Organisations are storing the most amount of data we have ever stored online and in the cloud, and this will only increase as our dependence on Internet-based solutions grows, moving from on-premise infrastructure.
Amazon AWS S3 Buckets and Google Cloud Buckets are popular solutions, however, we are seeing that security often takes the back seat when setting up and using them resulting in vast swathes of data being readily accessible to anyone who puts the very little effort required to do so.

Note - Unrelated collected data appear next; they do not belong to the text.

use std::time::SystemTime;

use indexmap::{IndexMap, IndexSet};
use serde::{Deserialize, Serialize};
use utoipa::ToSchema;

use crate::state::rules;

/// Lifecycle of a room. The gameplay phase only exists while a game is running.
#[derive(Debug, Clone, Copy, PartialEq, Eq, Serialize, Deserialize)]
pub enum RoomStatus {
    /// Players gather, toggle readiness and wait for the host to start.
    Lobby,
    /// A game is running and sits in one of its phases.
    InProgress(Phase),
    /// The game ended, either through a win condition or a termination.
    Finished,
}

/// Fine-grained phase of a running game.
#[derive(Debug, Clone, Copy, PartialEq, Eq, Hash, Serialize, Deserialize, ToSchema)]
#[serde(rename_all = "SCREAMING_SNAKE_CASE")]
pub enum Phase {
    /// Roles were just dealt; agents discover each other.
    AgentReveal,
    /// The Mastermind picks a team for the current mission.
    TeamSelection,
    /// Every player approves or rejects the proposed team.
    TeamVote,
    /// Votes are shown before being tallied.
    VoteReveal,
    /// Team members secretly play their mission cards.
    Mission,
    /// The mission outcome is shown before the next mission starts.
    Reveal,
}

/// Hidden team affiliation dealt at game start.
#[derive(Debug, Clone, Copy, PartialEq, Eq, Serialize, Deserialize, ToSchema)]
#[serde(rename_all = "SCREAMING_SNAKE_CASE")]
pub enum Role {
    /// Member of the majority, wants missions to succeed.
    Thief,
    /// Member of the secretly adversarial minority.
    Agent,
}

/// Card played on a mission, also used as the mission outcome.
#[derive(Debug, Clone, Copy, PartialEq, Eq, Serialize, Deserialize, ToSchema)]
#[serde(rename_all = "SCREAMING_SNAKE_CASE")]
pub enum MissionCard {
    /// The mission goes as planned.
    Success,
    /// Sabotage.
    Fail,
}

/// Ballot cast on a proposed team.
#[derive(Debug, Clone, Copy, PartialEq, Eq, Serialize, Deserialize, ToSchema)]
#[serde(rename_all = "SCREAMING_SNAKE_CASE")]
pub enum Vote {
    /// Accept the proposed team.
    Approve,
    /// Refuse the proposed team.
    Reject,
}

/// Side that won the game.
#[derive(Debug, Clone, Copy, PartialEq, Eq, Serialize, Deserialize, ToSchema)]
#[serde(rename_all = "SCREAMING_SNAKE_CASE")]
pub enum Winner {
    /// Three successful missions.
    Thieves,
    /// Three failed missions or too many rejected teams in a row.
    Agents,
}

/// Participant seated in a room.
#[derive(Debug, Clone, PartialEq, Eq, Serialize, Deserialize)]
pub struct Player {
    /// Bearer identifier issued when the participant joined.
    pub id: String,
    /// Name shown to the other participants.
    pub display_name: String,
    /// Lobby-only readiness gate.
    pub is_ready: bool,
    /// Whether the participant is still connected to the room.
    pub is_online: bool,
    /// Secret role, dealt at game start.
    pub role: Option<Role>,
    /// Secret card played on the current mission.
    pub mission_choice: Option<MissionCard>,
    /// Cosmetic avatar identifier.
    pub character: String,
    /// Colour used to render the participant's chat messages.
    pub chat_color: String,
}

impl Player {
    /// Build a freshly joined, online and not-yet-ready participant.
    pub fn new(id: String, display_name: String, character: String, chat_color: String) -> Self {
        Self {
            id,
            display_name,
            is_ready: false,
            is_online: true,
            role: None,
            mission_choice: None,
            character,
            chat_color,
        }
    }
}

/// Outcome of a concluded mission.
#[derive(Debug, Clone, PartialEq, Eq, Serialize, Deserialize, ToSchema)]
#[serde(rename_all = "camelCase")]
pub struct MissionRecord {
    /// Index of the mission (1..=5).
    pub mission_number: u8,
    /// Participants that went on the mission.
    pub team: Vec<String>,
    /// Whether the mission succeeded or failed.
    pub result: MissionCard,
    /// Number of fail cards played.
    pub fail_votes: usize,
}

/// Chat line posted by a participant.
#[derive(Debug, Clone, PartialEq, Eq, Serialize, Deserialize)]
pub struct ChatMessage {
    /// When the server accepted the line.
    pub timestamp: SystemTime,
    /// Author identifier.
    pub sender_id: String,
    /// Author display name at posting time.
    pub sender_name: String,
    /// Author chat color at posting time.
    pub sender_color: String,
    /// Trimmed message body.
    pub message: String,
}

/// Human readable game log line.
#[derive(Debug, Clone, PartialEq, Eq, Serialize, Deserialize)]
pub struct LogEntry {
    /// When the event happened.
    pub timestamp: SystemTime,
    /// Narration shown to every participant.
    pub message: String,
}

/// Canonical, server-owned record of a room.
#[derive(Debug, Clone, PartialEq, Eq, Serialize, Deserialize)]
pub struct Room {
    /// Primary key of the room in the record store.
    pub id: String,
    /// Lobby, running phase or finished.
    pub status: RoomStatus,
    /// Participant with privileged lobby control.
    pub host_id: String,
    /// Creation timestamp.
    pub created_at: SystemTime,
    /// Seated participants keyed by identifier.
    pub players: IndexMap<String, Player>,
    /// Rotation order used to hand over the Mastermind token.
    pub player_order: Vec<String>,
    /// Mission currently attempted (1..=5).
    pub mission_number: u8,
    /// Team proposal attempt for the current mission (1..=5).
    pub round_number: u8,
    /// Participant allowed to propose a team.
    pub mastermind_id: Option<String>,
    /// Team under vote or on mission.
    pub proposed_team: Option<Vec<String>>,
    /// Ballots cast on the proposed team.
    pub votes: IndexMap<String, Vote>,
    /// Concluded missions, oldest first.
    pub mission_history: Vec<MissionRecord>,
    /// Participants who acknowledged the current reveal screen.
    pub acknowledgements: IndexSet<String>,
    /// Winning side, set once the game ends through a win condition.
    pub winner: Option<Winner>,
    /// Chat lines, oldest first.
    pub chat_history: Vec<ChatMessage>,
    /// Public narration of the game, oldest first.
    pub game_log: Vec<LogEntry>,
    /// Whether the room is advertised in the public listing.
    pub is_public: bool,
}

impl Room {
    /// Build a lobby seating only its host.
    pub fn new(id: String, host: Player, is_public: bool) -> Self {
        let host_id = host.id.clone();
        let mut players = IndexMap::new();
        players.insert(host_id.clone(), host);

        Self {
            id,
            status: RoomStatus::Lobby,
            host_id: host_id.clone(),
            created_at: SystemTime::now(),
            players,
            player_order: vec![host_id],
            mission_number: 1,
            round_number: 1,
            mastermind_id: None,
            proposed_team: None,
            votes: IndexMap::new(),
            mission_history: Vec::new(),
            acknowledgements: IndexSet::new(),
            winner: None,
            chat_history: Vec::new(),
            game_log: Vec::new(),
            is_public,
        }
    }

    /// Current gameplay phase, if a game is running.
    pub fn phase(&self) -> Option<Phase> {
        match self.status {
            RoomStatus::InProgress(phase) => Some(phase),
            _ => None,
        }
    }

    /// Append a timestamped line to the game log.
    pub fn log_event(&mut self, message: impl Into<String>) {
        self.game_log.push(LogEntry {
            timestamp: SystemTime::now(),
            message: message.into(),
        });
    }

    /// Display name of a participant, falling back to its identifier.
    pub fn display_name(&self, player_id: &str) -> String {
        self.players
            .get(player_id)
            .map(|player| player.display_name.clone())
            .unwrap_or_else(|| player_id.to_string())
    }

    /// Identifiers of the participants that are still connected.
    pub fn online_ids(&self) -> Vec<String> {
        self.players
            .values()
            .filter(|player| player.is_online)
            .map(|player| player.id.clone())
            .collect()
    }

    /// Number of participants still connected.
    pub fn online_count(&self) -> usize {
        self.players.values().filter(|player| player.is_online).count()
    }

    /// Number of participants dealt a role at game start; drives the rules tables.
    pub fn seated_count(&self) -> usize {
        self.players
            .values()
            .filter(|player| player.role.is_some())
            .count()
    }

    /// Team size required for the current mission.
    pub fn required_team_size(&self) -> Option<usize> {
        rules::team_size(self.seated_count(), self.mission_number)
    }

    /// Number of missions concluded with the given result.
    pub fn missions_with(&self, result: MissionCard) -> usize {
        self.mission_history
            .iter()
            .filter(|mission| mission.result == result)
            .count()
    }

    /// Whether at least one participant is online and every online one satisfies `predicate`.
    pub fn every_online(&self, mut predicate: impl FnMut(&Player) -> bool) -> bool {
        let mut online = self.players.values().filter(|player| player.is_online).peekable();
        online.peek().is_some() && online.all(|player| predicate(player))
    }
}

Whether as result of a lack security knowledge or a complete subversion of security due to mismanagement or absence of robust password policy; data buckets and other network-connected storage solutions are a big risk - a risk that can be greatly reduced by following some simple steps during the design, implementation and operational stages.
1. Configuration
The efficiency of your business matters but it shouldn’t come at the cost of reducing your security. Your default security posture should be considered at the most basic level and earliest stages of design and implementation of systems handling organisational data.
2. Encryption
Use encryption, both on the server and during transmission to prevent personal and sensitive data being acquired in the event that your storage solutions are accessed by malicious actors.

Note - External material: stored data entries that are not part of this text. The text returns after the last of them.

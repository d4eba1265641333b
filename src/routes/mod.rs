use axum::Router;

use crate::state::SharedState;

pub mod docs;
pub mod health;
pub mod rooms;
pub mod websocket;

/// Compose all route trees, wiring in shared state and documentation routes.
pub fn router(state: SharedState) -> Router<()> {
    health::router()
        .merge(rooms::router())
        .merge(websocket::router())
        .merge(docs::router())
        .with_state(state)
}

Encryption on the server isn’t always turned on by default so time should be taken to ensure that encryption is enabled, particularly if services are being created dynamically through the course of daily business operations.
3. Role-based Access
The rule of least privilege should be deployed in every aspect; only allowing the minimum access of data to those who require it.
Least privileged access means implementing rights to users that only provide the access they need and no more.

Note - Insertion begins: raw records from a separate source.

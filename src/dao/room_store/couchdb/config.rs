use super::error::{CouchDaoError, CouchResult};

/// Database holding room documents when `COUCH_DB` is not set.
pub const DEFAULT_DATABASE: &str = "heist_rooms";

/// Connection settings of the CouchDB room store.
#[derive(Debug, Clone, PartialEq, Eq)]
pub struct CouchConfig {
    pub base_url: String,
    pub database: String,
    pub username: Option<String>,
    pub password: Option<String>,
}

impl CouchConfig {
    /// Read `COUCH_BASE_URL`, `COUCH_DB`, `COUCH_USERNAME` and `COUCH_PASSWORD`.
    pub fn from_env() -> CouchResult<Self> {
        Self::from_vars(|name| std::env::var(name).ok())
    }

    /// Build the settings from any variable source.
    ///
    /// Only the base URL is mandatory. Credentials are used when both halves are present.
    pub fn from_vars(lookup: impl Fn(&'static str) -> Option<String>) -> CouchResult<Self> {
        let present = |name| lookup(name).filter(|value: &String| !value.trim().is_empty());

        let base_url = present("COUCH_BASE_URL").ok_or(CouchDaoError::MissingEnvVar {
            var: "COUCH_BASE_URL",
        })?;
        let (username, password) = match (present("COUCH_USERNAME"), present("COUCH_PASSWORD")) {
            (Some(username), Some(password)) => (Some(username), Some(password)),
            _ => (None, None),
        };

        Ok(Self {
            base_url,
            database: present("COUCH_DB").unwrap_or_else(|| DEFAULT_DATABASE.into()),
            username,
            password,
        })
    }
}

Locking down permissions can be a complicated process but once you have your roles defined, template profiles can speed up the process in future.
4. Multiple Layers of Security
Multi-factor authentication (MFA) is an important consideration – it provides a low-cost and easy-to-implement additional layer of security between the user and the account. MFA is a key component with the understanding that account compromises are often as a result of password issues.
5. Logging and Auditing
Logging and auditing doesn’t just help to identify and record where things have gone wrong post-incident, they can also prevent a breach before an incident occurs or identify gaps to prevent potential issues in the future.
Reputable web services have built-in tools for this such as the Amazon CloudWatch which acts as a monitoring service for IT managers. You can detect issues, visualise logs and automate remediation actions or notifications using these tools.